Contextual Recourse Bandits: Optimizing Decisions through Counterfactual Explanations

Abstract

This paper introduces a new paradigm called the \textit{Contextual Recourse Bandits} in online learning. The objective of this paradigm is to optimize outcomes by dynamically recommending actions and feature modifications. Drawing inspiration from practical healthcare scenarios where patients’ features can be modified to qualify for more effective treatment options, we extend the traditional contextual bandit setup. Our contextual recourse bandit not only selects an action based on the current context but also suggests modifications to the context as recourses. These modified contexts have the potential to improve the outcome. To address this, we propose the Recourse Linear Upper Confidence Bound (RLinUCB), an innovative algorithm that jointly manages recourse and action recommendations, thereby balancing the exploration-exploitation trade-off.
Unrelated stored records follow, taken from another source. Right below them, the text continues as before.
//! Access tokens (C4): short-lived bearer tokens signed with a server
//! secret, bound to a device fingerprint, carrying an optional step-up bit.

use anyhow::Result;
use jsonwebtoken::{Algorithm, DecodingKey, EncodingKey, Header, Validation, decode, encode};
use serde::{Deserialize, Serialize};

pub const ACCESS_TOKEN_TTL_SECS: i64 = 5 * 60;
pub const STEP_UP_FRESHNESS_SECS: i64 = 300;

#[derive(Debug, Clone, Serialize, Deserialize)]
pub struct Claims {
    pub sub: String,
    pub exp: i64,
    pub fpt: String,
    #[serde(default, skip_serializing_if = "Option::is_none")]
    pub step_up: Option<bool>,
    #[serde(default, skip_serializing_if = "Option::is_none")]
    pub step_up_at: Option<i64>,
}

#[derive(Debug, thiserror::Error)]
pub enum TokenError {
    #[error("token expired")]
    Expired,
    #[error("invalid token")]
    Invalid,
    #[error("device fingerprint mismatch")]
    FingerprintMismatch,
}

pub fn issue(secret: &str, username: &str, fingerprint: &str, step_up: bool) -> Result<String> {
    let now = chrono::Utc::now().timestamp();
    let claims = Claims {
        sub: username.to_string(),
        exp: now + ACCESS_TOKEN_TTL_SECS,
        fpt: fingerprint.to_string(),
        step_up: step_up.then_some(true),
        step_up_at: step_up.then_some(now),
    };
    Ok(encode(
        &Header::new(Algorithm::HS256),
        &claims,
        &EncodingKey::from_secret(secret.as_bytes()),
    )?)
}

/// Verifies signature and expiry. If `request_fingerprint` is supplied, also
/// requires it to match the token's `fpt`.
pub fn verify(
    secret: &str,
    token: &str,
    request_fingerprint: Option<&str>,
) -> Result<Claims, TokenError> {
    let mut validation = Validation::new(Algorithm::HS256);
    validation.validate_exp = true;

    let data = decode::<Claims>(
        token,
        &DecodingKey::from_secret(secret.as_bytes()),
        &validation,
    )
    .map_err(|e| match e.kind() {
        jsonwebtoken::errors::ErrorKind::ExpiredSignature => TokenError::Expired,
        _ => TokenError::Invalid,
    })?;

    if let Some(fpt) = request_fingerprint {
        if fpt != data.claims.fpt {
            return Err(TokenError::FingerprintMismatch);
        }
    }

    Ok(data.claims)
}

/// Step-up must have been stamped within the last 300 seconds; otherwise
/// it's treated as absent.
pub fn has_fresh_step_up(claims: &Claims) -> bool {
    match (claims.step_up, claims.step_up_at) {
        (Some(true), Some(at)) => {
            let now = chrono::Utc::now().timestamp();
            now - at <= STEP_UP_FRESHNESS_SECS
        }
        _ => false,
    }
}

#[cfg(test)]
mod test {
    use super::*;

    #[test]
    fn round_trips_and_checks_fingerprint() {
        let secret = "test-secret";
        let token = issue(secret, "alice", "fpt-a", false).unwrap();

        let claims = verify(secret, &token, Some("fpt-a")).unwrap();
        assert_eq!(claims.sub, "alice");

        let err = verify(secret, &token, Some("fpt-b")).unwrap_err();
        assert!(matches!(err, TokenError::FingerprintMismatch));
    }

    #[test]
    fn step_up_must_be_fresh() {
        let secret = "test-secret";
        let token = issue(secret, "alice", "fpt-a", true).unwrap();
        let mut claims = verify(secret, &token, None).unwrap();
        assert!(has_fresh_step_up(&claims));

        claims.step_up_at = Some(chrono::Utc::now().timestamp() - 301);
        assert!(!has_fresh_step_up(&claims));
    }

    #[test]
    fn garbage_token_is_invalid() {
        let err = verify("test-secret", "not-a-jwt", None).unwrap_err();
        assert!(matches!(err, TokenError::Invalid));
    }
}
We provide theoretical guarantees demonstrating that RLinUCB achieves sublinear recourse regret under mild conditions. Furthermore, we offer a robust variant that accounts for noisy implementations of recourses. Empirical evaluations further validate the superior performance of RLinUCB compared to existing online contextual bandit algorithms. This work sheds light on a new direction in the contextual bandit literature that holds promise for advancing personalized healthcare among other fields.